В дебютной книге стихов В. Строчкова «Глаголы несовершенного времени. Избранные стихотворения 1981-1992 годов» возникают топонимы Крым и Москва. Крымские мотивы звучат в стихотворениях «Камни да галька, да кой-где песок...» (1984), «Здоровый скепсис (опыт раздвоения личности)» (1984), «Ну, конечно, не маслом же Крым рисовать.» (1984), «Нехитрый ночной разговор.» (1984), «На Шишманке покой и пустота.» (1984), «Пал туман в Крым.» (1985), «Лисица» (1986), «Если мерить от края Лисьей бухты.» (1991), «Из недошедшего» (1992). В стихотворениях, датированных 1984 годом, лирический субъект восхищается красотой, первозданностью природы Крыма, дарящей душе любование и восторг, ощущение покоя и безмятежности, контрастирующие с бренностью «материкового» мира, полного суеты и раздора. В стихотворении «Пал туман в Крым», датированном 1985 годом, крымские мотивы возникают в связи с темой спасения, исцеления лирического субъекта; в более поздних стихотворениях (1986, 1991, 1992) - в связи с темой любви.
Топонимы Крым и Москва оказываются взаимосвязанными и противопоставленными.

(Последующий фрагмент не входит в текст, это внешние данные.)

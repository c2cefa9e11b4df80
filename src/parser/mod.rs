//! Bracketed pattern parser
//!
//! A pattern is literal text with bracketed expressions:
//!
//! ```text
//! [key]
//! [key:modifier]
//! [key:modifier("arg", "arg"):modifier]
//! ```
//!
//! The parser is total. Unbalanced brackets and unparsable modifiers are
//! kept in some form rather than rejected, and no input text is dropped.

pub mod delimiter;
pub mod lexer;

use delimiter::ExpressionEnd;
use regex::Regex;
use std::fmt;

/// Internal parser result type
pub type PResult<O> = winnow::PResult<O, winnow::error::ContextError>;

/// Name under which `(text)` fallbacks are recorded
pub const FALLBACK_MODIFIER: &str = "fallback";

/// Name of the regular-expression replacement modifier
pub const REGEX_MODIFIER: &str = "regex";

/// A piece of a compiled pattern
#[derive(Debug, Clone, PartialEq, Eq)]
pub enum Segment {
    /// Text copied to the output as-is
    Literal(String),
    /// A bracketed expression
    Expression(Expression),
}

/// A bracketed expression: a key and the modifiers applied to its value
#[derive(Debug, Clone, PartialEq, Eq, Default)]
pub struct Expression {
    /// Key naming a built-in or a field
    pub key: String,
    /// Modifiers, applied left to right
    pub modifiers: Vec<ModifierCall>,
}

/// One modifier invocation inside an expression
///
/// For a two-argument `regex` call the expression is compiled here, once,
/// so expansion does not recompile it for every record.
#[derive(Debug, Clone)]
pub struct ModifierCall {
    name: String,
    args: Vec<String>,
    regex: Option<Regex>,
}

impl ModifierCall {
    /// Create a modifier call
    #[must_use]
    pub fn new(name: impl Into<String>, args: Vec<String>) -> Self {
        let name = name.into();
        let regex = match (name.as_str(), args.as_slice()) {
            (REGEX_MODIFIER, [pattern, _]) => Regex::new(pattern).ok(),
            _ => None,
        };
        Self { name, args, regex }
    }

    /// Modifier name
    #[must_use]
    pub fn name(&self) -> &str {
        &self.name
    }

    /// Literal arguments, unquoted
    #[must_use]
    pub fn args(&self) -> &[String] {
        &self.args
    }

    /// The compiled expression of a valid `regex` call
    #[must_use]
    pub const fn regex(&self) -> Option<&Regex> {
        self.regex.as_ref()
    }
}

impl PartialEq for ModifierCall {
    fn eq(&self, other: &Self) -> bool {
        self.name == other.name && self.args == other.args
    }
}

impl Eq for ModifierCall {}

/// Parse a pattern into segments
#[must_use]
pub fn parse_pattern(source: &str) -> Vec<Segment> {
    let bytes = source.as_bytes();
    let mut segments = Vec::new();
    let mut literal = String::new();
    let mut pos = 0;

    while pos < bytes.len() {
        let Some(open) = delimiter::find_byte(bytes, b'[', pos) else {
            literal.push_str(&source[pos..]);
            break;
        };
        literal.push_str(&source[pos..open]);

        match delimiter::find_expression_end(bytes, open + 1) {
            ExpressionEnd::Close(close) => {
                flush_literal(&mut segments, &mut literal);
                segments.push(Segment::Expression(parse_expression(&source[open + 1..close])));
                pos = close + 1;
            }
            ExpressionEnd::Reopen(next) => {
                tracing::trace!(text = &source[open..next], "abandoned '[' kept as literal text");
                literal.push_str(&source[open..next]);
                pos = next;
            }
            ExpressionEnd::Unterminated => {
                flush_literal(&mut segments, &mut literal);
                segments.push(Segment::Expression(parse_expression(&source[open + 1..])));
                pos = bytes.len();
            }
        }
    }

    flush_literal(&mut segments, &mut literal);
    segments
}

fn flush_literal(segments: &mut Vec<Segment>, literal: &mut String) {
    if !literal.is_empty() {
        segments.push(Segment::Literal(std::mem::take(literal)));
    }
}

/// Parse the text between `[` and `]`
#[must_use]
pub fn parse_expression(body: &str) -> Expression {
    let (key, chain) = body.split_once(':').unwrap_or((body, ""));

    let modifiers = delimiter::split_unquoted(chain, b':')
        .into_iter()
        .map(str::trim)
        .filter(|spec| !spec.is_empty())
        .map(parse_modifier)
        .collect();

    Expression {
        key: key.trim().to_string(),
        modifiers,
    }
}

/// Parse one modifier specification
///
/// `(text)` is shorthand for `fallback("text")`. A specification that does
/// not parse becomes a modifier named by its raw text with no arguments.
#[must_use]
pub fn parse_modifier(spec: &str) -> ModifierCall {
    let spec = spec.trim();

    if let Some(inner) = spec.strip_prefix('(').and_then(|s| s.strip_suffix(')')) {
        let mut rest = inner.trim();
        let text = match lexer::quoted_string(&mut rest) {
            Ok(quoted) if rest.trim().is_empty() => quoted,
            _ => inner,
        };
        return ModifierCall::new(FALLBACK_MODIFIER, vec![text.to_string()]);
    }

    let mut input = spec;
    match lexer::modifier_call(&mut input) {
        Ok((name, args)) if input.trim().is_empty() => ModifierCall::new(
            name.trim(),
            args.unwrap_or_default()
                .into_iter()
                .map(String::from)
                .collect(),
        ),
        _ => {
            tracing::debug!(spec, "unparsable modifier kept as a raw name");
            ModifierCall::new(spec, Vec::new())
        }
    }
}

impl fmt::Display for ModifierCall {
    fn fmt(&self, f: &mut fmt::Formatter<'_>) -> fmt::Result {
        write!(f, "{}", self.name)?;
        if !self.args.is_empty() {
            write!(f, "(")?;
            for (i, arg) in self.args.iter().enumerate() {
                if i > 0 {
                    write!(f, ",")?;
                }
                write!(f, "\"{arg}\"")?;
            }
            write!(f, ")")?;
        }
        Ok(())
    }
}

impl fmt::Display for Expression {
    fn fmt(&self, f: &mut fmt::Formatter<'_>) -> fmt::Result {
        write!(f, "[{}", self.key)?;
        for modifier in &self.modifiers {
            write!(f, ":{modifier}")?;
        }
        write!(f, "]")
    }
}

impl fmt::Display for Segment {
    fn fmt(&self, f: &mut fmt::Formatter<'_>) -> fmt::Result {
        match self {
            Self::Literal(text) => write!(f, "{text}"),
            Self::Expression(expr) => write!(f, "{expr}"),
        }
    }
}

#[cfg(test)]
mod tests {
    use super::*;
    use pretty_assertions::assert_eq;

    fn literal(text: &str) -> Segment {
        Segment::Literal(text.to_string())
    }

    fn key(name: &str) -> Segment {
        Segment::Expression(Expression {
            key: name.to_string(),
            modifiers: Vec::new(),
        })
    }

    fn keyed(name: &str, modifiers: Vec<ModifierCall>) -> Segment {
        Segment::Expression(Expression {
            key: name.to_string(),
            modifiers,
        })
    }

    #[test]
    fn test_parse_simple_pattern() {
        assert_eq!(
            parse_pattern("[year]_[auth]_[firstpage]"),
            vec![key("year"), literal("_"), key("auth"), literal("_"), key("firstpage")]
        );
    }

    #[test]
    fn test_parse_literal_only() {
        assert_eq!(parse_pattern("no brackets"), vec![literal("no brackets")]);
        assert!(parse_pattern("").is_empty());
    }

    #[test]
    fn test_parse_modifiers() {
        assert_eq!(
            parse_pattern("[entrytype:lower]:[year]"),
            vec![
                keyed("entrytype", vec![ModifierCall::new("lower", Vec::new())]),
                literal(":"),
                key("year"),
            ]
        );
    }

    #[test]
    fn test_parse_regex_arguments() {
        let segments = parse_pattern(r#"[year]-[journal:regex("Organization","JabRef")]"#);
        assert_eq!(
            segments[2],
            keyed(
                "journal",
                vec![ModifierCall::new(
                    "regex",
                    vec!["Organization".to_string(), "JabRef".to_string()]
                )]
            )
        );
    }

    #[test]
    fn test_quoted_arguments_hide_delimiters() {
        let segments = parse_pattern(r#"[title:regex("[:,()]", "-"):lower]"#);
        assert_eq!(
            segments,
            vec![keyed(
                "title",
                vec![
                    ModifierCall::new("regex", vec!["[:,()]".to_string(), "-".to_string()]),
                    ModifierCall::new("lower", Vec::new()),
                ]
            )]
        );
    }

    #[test]
    fn test_empty_key_and_modifiers() {
        assert_eq!(parse_pattern("[:]"), vec![key("")]);
        assert_eq!(
            parse_pattern("[:lower]"),
            vec![keyed("", vec![ModifierCall::new("lower", Vec::new())])]
        );
        assert_eq!(parse_pattern("[bibtexkey:]"), vec![key("bibtexkey")]);
        assert_eq!(parse_pattern("[]"), vec![key("")]);
    }

    #[test]
    fn test_unterminated_bracket_takes_the_rest() {
        assert_eq!(
            parse_pattern("[year]_[auth]_[firstpage"),
            vec![key("year"), literal("_"), key("auth"), literal("_"), key("firstpage")]
        );
    }

    #[test]
    fn test_reopened_bracket_becomes_literal() {
        assert_eq!(
            parse_pattern("[year]_[auth_[firstpage]"),
            vec![key("year"), literal("_[auth_"), key("firstpage")]
        );
    }

    #[test]
    fn test_quote_in_key_does_not_hide_brackets() {
        assert_eq!(
            parse_pattern(r#"[a"b]_[year]_[c"d]"#),
            vec![key(r#"a"b"#), literal("_"), key("year"), literal("_"), key(r#"c"d"#)]
        );
        assert_eq!(
            parse_pattern(r#"[a"b:lower]"#),
            vec![keyed(r#"a"b"#, vec![ModifierCall::new("lower", Vec::new())])]
        );
    }

    #[test]
    fn test_stray_closing_bracket_is_literal() {
        assert_eq!(
            parse_pattern("a]b[year]"),
            vec![literal("a]b"), key("year")]
        );
    }

    #[test]
    fn test_fallback_shorthand() {
        assert_eq!(
            parse_modifier("(Anonymous)"),
            ModifierCall::new(FALLBACK_MODIFIER, vec!["Anonymous".to_string()])
        );
        assert_eq!(
            parse_modifier(r#"("No Title")"#),
            ModifierCall::new(FALLBACK_MODIFIER, vec!["No Title".to_string()])
        );
    }

    #[test]
    fn test_regex_calls_are_compiled_once() {
        let call = parse_modifier(r##"regex("\d+", "#")"##);
        assert!(call.regex().is_some_and(|re| re.is_match("42")));

        assert!(ModifierCall::new("regex", vec!["(".into(), "x".into()]).regex().is_none());
        assert!(ModifierCall::new("regex", vec!["a".into()]).regex().is_none());
        assert!(ModifierCall::new("lower", Vec::new()).regex().is_none());
    }

    #[test]
    fn test_unparsable_modifier_keeps_raw_text() {
        assert_eq!(
            parse_modifier(r#"regex("a", "b""#),
            ModifierCall::new(r#"regex("a", "b""#, Vec::new())
        );
        assert_eq!(
            parse_modifier("regex(a, b)"),
            ModifierCall::new("regex(a, b)", Vec::new())
        );
    }

    #[test]
    fn test_display_round_trips_well_formed_patterns() {
        let source = r#"[auth:lower]_[title:regex("a","b"):trunc3]"#;
        let rendered: String = parse_pattern(source).iter().map(ToString::to_string).collect();
        assert_eq!(rendered, source);
    }
}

Если Крым - это «край небывалый», воплощение жизни души лирического субъекта, то Москва несет в себе черты серого скучного существования. Москва предстает перед читателем «прокисшей», «холоднодымной». Возвращение из Крыма в Москву осознается лирическим субъектом как явление, исполненное печали, сходное с гибелью. Московские мотивы звучат в стихотворени-
ях «Уже потом, когда на сгибе...» (1984), «Там, в Москве холоднодымной.» (1984), «В полубыту, в полуяву.» (1985). Возникновение топонимов Крым и Москва представляется достаточно устойчивым в поэтическом сборнике «Глаголы несовершенного времени. Избранные стихотворения 1981-1992 годов» [1].

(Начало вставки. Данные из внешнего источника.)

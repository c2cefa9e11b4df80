//! Personal-name parsing for author and editor fields
//!
//! A name list is a sequence of persons joined by the word `and` at brace
//! depth zero. Each person is written in one of the BibTeX forms:
//!
//! - `First von Last`
//! - `von Last, First`
//! - `von Last, Jr, First`
//!
//! A trailing `and others` marks the list as truncated instead of adding a
//! person. Braced groups such as `{Barnes and Noble}` are kept together.

/// Name particles that count as a von part in the comma form even when
/// capitalized, e.g. `Von Rosquist, Christine`
const PARTICLES: &[&str] = &[
    "von", "van", "de", "der", "den", "des", "di", "da", "du", "del", "della", "dos", "das", "la",
    "le", "ten", "ter", "zu", "zum", "zur", "vom", "af", "av", "bin", "ibn",
];

/// One person of a name list
#[derive(Debug, Clone, PartialEq, Eq, Default)]
pub struct Person {
    /// Given names or initials
    pub first: Option<String>,
    /// Surname particle such as `von` or `van der`
    pub von: Option<String>,
    /// Surname
    pub last: String,
    /// Suffix such as `Jr.`
    pub jr: Option<String>,
}

impl Person {
    /// Parse a single person
    ///
    /// Returns `None` for blank input.
    #[must_use]
    pub fn parse(name: &str) -> Option<Self> {
        let parts = split_top_level(name, ',');
        let parts: Vec<&str> = parts.iter().map(|p| p.trim()).collect();

        if parts.len() == 1 {
            return Self::from_words(&words(parts[0]));
        }

        let mut person = Self::from_von_last(&words(parts[0]))?;
        let (jr, first) = match parts.len() {
            2 => (None, parts[1].to_string()),
            _ => (Some(parts[1]), parts[2..].join(", ")),
        };
        person.jr = jr.and_then(non_empty);
        person.first = non_empty(&first);
        Some(person)
    }

    /// `First von Last`, split by the case of each word
    fn from_words(tokens: &[&str]) -> Option<Self> {
        let (&last_token, rest) = tokens.split_last()?;

        let Some(von_start) = rest.iter().position(|t| is_lowercase_leading(t)) else {
            return Some(Self {
                first: join_words(rest),
                last: strip_braces(last_token),
                ..Self::default()
            });
        };

        let von_end = rest
            .iter()
            .rposition(|t| is_lowercase_leading(t))
            .unwrap_or(von_start);

        Some(Self {
            first: join_words(&tokens[..von_start]),
            von: join_words(&tokens[von_start..=von_end]),
            last: join_words(&tokens[von_end + 1..]).unwrap_or_default(),
            jr: None,
        })
    }

    /// `von Last` in front of the first comma
    fn from_von_last(tokens: &[&str]) -> Option<Self> {
        if tokens.is_empty() {
            return None;
        }

        let von_len = tokens[..tokens.len() - 1]
            .iter()
            .take_while(|t| is_particle(t))
            .count();

        Some(Self {
            von: join_words(&tokens[..von_len]),
            last: join_words(&tokens[von_len..]).unwrap_or_default(),
            ..Self::default()
        })
    }

    /// Von part and surname, separated by a space
    #[must_use]
    pub fn von_last(&self) -> String {
        match &self.von {
            Some(von) => format!("{von} {}", self.last),
            None => self.last.clone(),
        }
    }

    /// First letter of the given names, case kept
    #[must_use]
    pub fn first_initial(&self) -> Option<char> {
        self.first
            .as_deref()
            .and_then(|f| f.chars().find(|c| c.is_alphanumeric()))
    }
}

/// The persons of an author or editor field, in source order
#[derive(Debug, Clone, PartialEq, Eq, Default)]
pub struct NameList {
    persons: Vec<Person>,
    et_al: bool,
}

impl NameList {
    /// Parse a name list
    ///
    /// Empty or blank input gives an empty list.
    #[must_use]
    pub fn parse(field: &str) -> Self {
        let mut list = Self::default();
        let tokens = words(field);

        let mut groups: Vec<&[&str]> = tokens
            .split(|t| t.eq_ignore_ascii_case("and"))
            .filter(|g| !g.is_empty())
            .collect();

        if let Some(last) = groups.last() {
            if last.len() == 1 && last[0].eq_ignore_ascii_case("others") && groups.len() > 1 {
                list.et_al = true;
                groups.pop();
            }
        }

        list.persons = groups
            .into_iter()
            .filter_map(|g| Person::parse(&g.join(" ")))
            .collect();
        list
    }

    /// All persons
    #[must_use]
    pub fn persons(&self) -> &[Person] {
        &self.persons
    }

    /// Number of persons
    #[must_use]
    pub fn len(&self) -> usize {
        self.persons.len()
    }

    /// Whether the list has no persons
    #[must_use]
    pub fn is_empty(&self) -> bool {
        self.persons.is_empty()
    }

    /// Whether the list ended in `and others`
    #[must_use]
    pub const fn is_et_al(&self) -> bool {
        self.et_al
    }

    /// First person
    #[must_use]
    pub fn first(&self) -> Option<&Person> {
        self.persons.first()
    }

    /// Surname of the first person
    #[must_use]
    pub fn first_last_name(&self) -> String {
        self.first().map(|p| p.last.clone()).unwrap_or_default()
    }

    /// Surname of the last person
    #[must_use]
    pub fn last_last_name(&self) -> String {
        self.persons
            .last()
            .map(|p| p.last.clone())
            .unwrap_or_default()
    }

    /// Surnames of all persons, concatenated
    #[must_use]
    pub fn concat_last_names(&self) -> String {
        self.persons.iter().map(|p| p.last.as_str()).collect()
    }

    /// Von part and surname of the first person
    #[must_use]
    pub fn first_von_last(&self) -> String {
        self.first().map(Person::von_last).unwrap_or_default()
    }

    /// Initial of the first person's given names
    #[must_use]
    pub fn first_fore_initial(&self) -> String {
        self.first()
            .and_then(Person::first_initial)
            .map(String::from)
            .unwrap_or_default()
    }

    /// First `chars` characters of the surname of person `index` (0-based)
    #[must_use]
    pub fn last_name_prefix(&self, index: usize, chars: usize) -> String {
        self.persons
            .get(index)
            .map(|p| p.last.chars().take(chars).collect())
            .unwrap_or_default()
    }

    /// Surnames of the first `n` persons, then `EtAl` if more follow
    #[must_use]
    pub fn first_n_last_names(&self, n: usize) -> String {
        let mut out: String = self
            .persons
            .iter()
            .take(n)
            .map(|p| p.last.as_str())
            .collect();
        if self.total() > n {
            out.push_str("EtAl");
        }
        out
    }

    /// One surname, two surnames joined by `delimiter`, or the first
    /// surname followed by `append` when there are more
    #[must_use]
    pub fn et_al(&self, delimiter: &str, append: &str) -> String {
        match (self.total(), self.persons.as_slice()) {
            (_, []) => String::new(),
            (1, [only]) => only.last.clone(),
            (2, [a, b]) => format!("{}{delimiter}{}", a.last, b.last),
            (_, [first, ..]) => format!("{}{append}", first.last),
        }
    }

    /// First five characters of the first surname, then the initial of
    /// every other surname
    #[must_use]
    pub fn last_name_initials(&self) -> String {
        let Some((first, rest)) = self.persons.split_first() else {
            return String::new();
        };
        let mut out: String = first.last.chars().take(5).collect();
        out.extend(rest.iter().filter_map(|p| p.last.chars().next()));
        out
    }

    /// Number of persons, counting `and others` as one more
    fn total(&self) -> usize {
        self.persons.len() + usize::from(self.et_al)
    }
}

/// Split at whitespace outside braces
fn words(s: &str) -> Vec<&str> {
    let mut out = Vec::new();
    let mut depth = 0usize;
    let mut start = None;

    for (i, c) in s.char_indices() {
        match c {
            '{' => {
                depth += 1;
                start.get_or_insert(i);
            }
            '}' => {
                depth = depth.saturating_sub(1);
                start.get_or_insert(i);
            }
            c if c.is_whitespace() && depth == 0 => {
                if let Some(st) = start.take() {
                    out.push(&s[st..i]);
                }
            }
            _ => {
                start.get_or_insert(i);
            }
        }
    }
    if let Some(st) = start {
        out.push(&s[st..]);
    }
    out
}

/// Split at `sep` outside braces
fn split_top_level(s: &str, sep: char) -> Vec<&str> {
    let mut out = Vec::new();
    let mut depth = 0usize;
    let mut start = 0;

    for (i, c) in s.char_indices() {
        match c {
            '{' => depth += 1,
            '}' => depth = depth.saturating_sub(1),
            c if c == sep && depth == 0 => {
                out.push(&s[start..i]);
                start = i + c.len_utf8();
            }
            _ => {}
        }
    }
    out.push(&s[start..]);
    out
}

/// BibTeX's case test: the first letter outside braces decides, and a word
/// opening with a brace never counts as lowercase
fn is_lowercase_leading(word: &str) -> bool {
    for c in word.chars() {
        if c == '{' {
            return false;
        }
        if c.is_alphabetic() {
            return c.is_lowercase();
        }
    }
    false
}

fn is_particle(word: &str) -> bool {
    is_lowercase_leading(word) || PARTICLES.iter().any(|p| p.eq_ignore_ascii_case(word))
}

fn strip_braces(s: &str) -> String {
    s.chars().filter(|&c| c != '{' && c != '}').collect()
}

fn join_words(tokens: &[&str]) -> Option<String> {
    let joined = tokens
        .iter()
        .map(|t| strip_braces(t))
        .collect::<Vec<_>>()
        .join(" ");
    non_empty(&joined)
}

fn non_empty(s: &str) -> Option<String> {
    let s = s.trim();
    (!s.is_empty()).then(|| s.to_string())
}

В книге стихов «Наречия и обстоятельства», стихотворении «То, се, пятое-десятое...» (1999), топоним Москва также возникает в связи с темой возвращения - вынужденного, преисполненного тоски: «,,Выходи с вещами! / В Москву! В Москву!" Срок измерен, учтен и отмотан, как рулон пипифакса. / Мхатовская птичка сулит тоску, / бродя по песку возле самой фаски» [2: 114]. Крымские мотивы появляются в книге стихов «Наречия и обстоятельства» в стихотворениях «На переломе» (2003), «Окружающий мир под взглядом обретает контраст.» (1996). Крым уже не предстает перед читателем красочным солнечным краем, перемена погоды вынуждает лирического субъекта к отъезду, Крым осознается лирическим субъектом как нечто присвоенное, обретенное им, несуществующее вне его восприятия: «Объективно все это значит ,,пора линять". / Это будет лучше для всех. Без догляда / отмороженный Крым, не имея куда девать / атрибуты, присвоенные чувственным схватыванием, вне меня / потеряет резкость, контраст, различимость числа и ряда / и как минимум на год перестанет существовать» [2: 321].

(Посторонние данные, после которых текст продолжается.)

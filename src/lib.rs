//! # bracketed-pattern
//!
//! Expand bracketed citation-key patterns such as `[auth][year]` against
//! bibliographic records.
//!
//! ## Features
//!
//! - Patterns compile once and expand against any number of records
//! - Built-in keys for authors, editors, pages, titles and keywords
//! - Modifier chains: `[auth:lower:trunc4]`, `[journal:regex("a", "b")]`
//! - Field inheritance through `crossref` and `#macro#` expansion
//! - Malformed patterns and missing data degrade to empty text, never panic
//!
//! ## Example
//!
//! ```
//! use bracketed_pattern::{BracketedPattern, DatabaseBuilder, Entry, EntryType};
//!
//! let db = DatabaseBuilder::new()
//!     .string("os", "Organization Science")
//!     .build();
//!
//! let record = Entry::new(EntryType::Article)
//!     .with_key("HipKro03")
//!     .with_field("author", "Eric von Hippel and Georg von Krogh")
//!     .with_field("journal", "#os#")
//!     .with_field("year", "2003");
//!
//! let pattern = BracketedPattern::new(r#"[auth:lower][year]-[journal:regex("Organization", "Org")]"#);
//! assert_eq!(pattern.expand(&record, Some(&db))?, "hippel2003-Org Science");
//! # Ok::<(), bracketed_pattern::Error>(())
//! ```

#![forbid(unsafe_code)]
#![warn(
    clippy::all,
    clippy::pedantic,
    clippy::nursery,
    clippy::cargo,
    missing_docs,
    missing_debug_implementations
)]
#![allow(
    clippy::module_name_repetitions,
    clippy::missing_errors_doc,
    clippy::missing_panics_doc
)]

pub mod error;
pub mod keys;
pub mod model;
pub mod modifiers;
pub mod names;
pub mod parser;
pub mod resolver;

mod database;
mod pattern;

pub use database::{Database, DatabaseBuilder};
pub use error::{Error, Result};
pub use keys::{KeyContext, KeyHandler, KeyRegistry, PatternKeyHandler};
pub use model::{Entry, EntryType, Field};
pub use modifiers::{ModifierFn, ModifierRegistry, PatternModifierFn};
pub use pattern::{expand_brackets, BracketedPattern, PatternBuilder, DEFAULT_SEPARATOR};

/// Re-export of the types most callers need
pub mod prelude {
    pub use crate::{
        BracketedPattern, Database, DatabaseBuilder, Entry, EntryType, Error, PatternBuilder,
        Result,
    };
}

/// Compile a pattern with the default separator
#[must_use]
pub fn compile(source: &str) -> BracketedPattern {
    BracketedPattern::compile(source)
}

Вместе с тем в книге стихов «Наречия и обстоятельства» среди топонимических мотивов начинают преобладать римские, итальянские. В некоторой степени это обусловлено пребыванием В. Строчкова, являющегося стипендиатом Фонда памяти И.Бродского (2000) и Лигурийского центра искусств и гуманитарных наук (2001), в Италии. В 2000-2001 гг. В.Строчков посещал Рим и Больяско. На бытование итальянского текста в русской литературе, в частности творчестве В.Строчкова, указывают несколько источников:
монография С.Л.Константиновой «„Итальянский текст" русской литературы XIX-XX вв.» (2005)
[3], статья Лили Панн «Итальянский путь» (2011)
[4], статья Клаудии Скандуры «Рим лежит где-то в России: современные русские поэты о Риме» (2011) [5].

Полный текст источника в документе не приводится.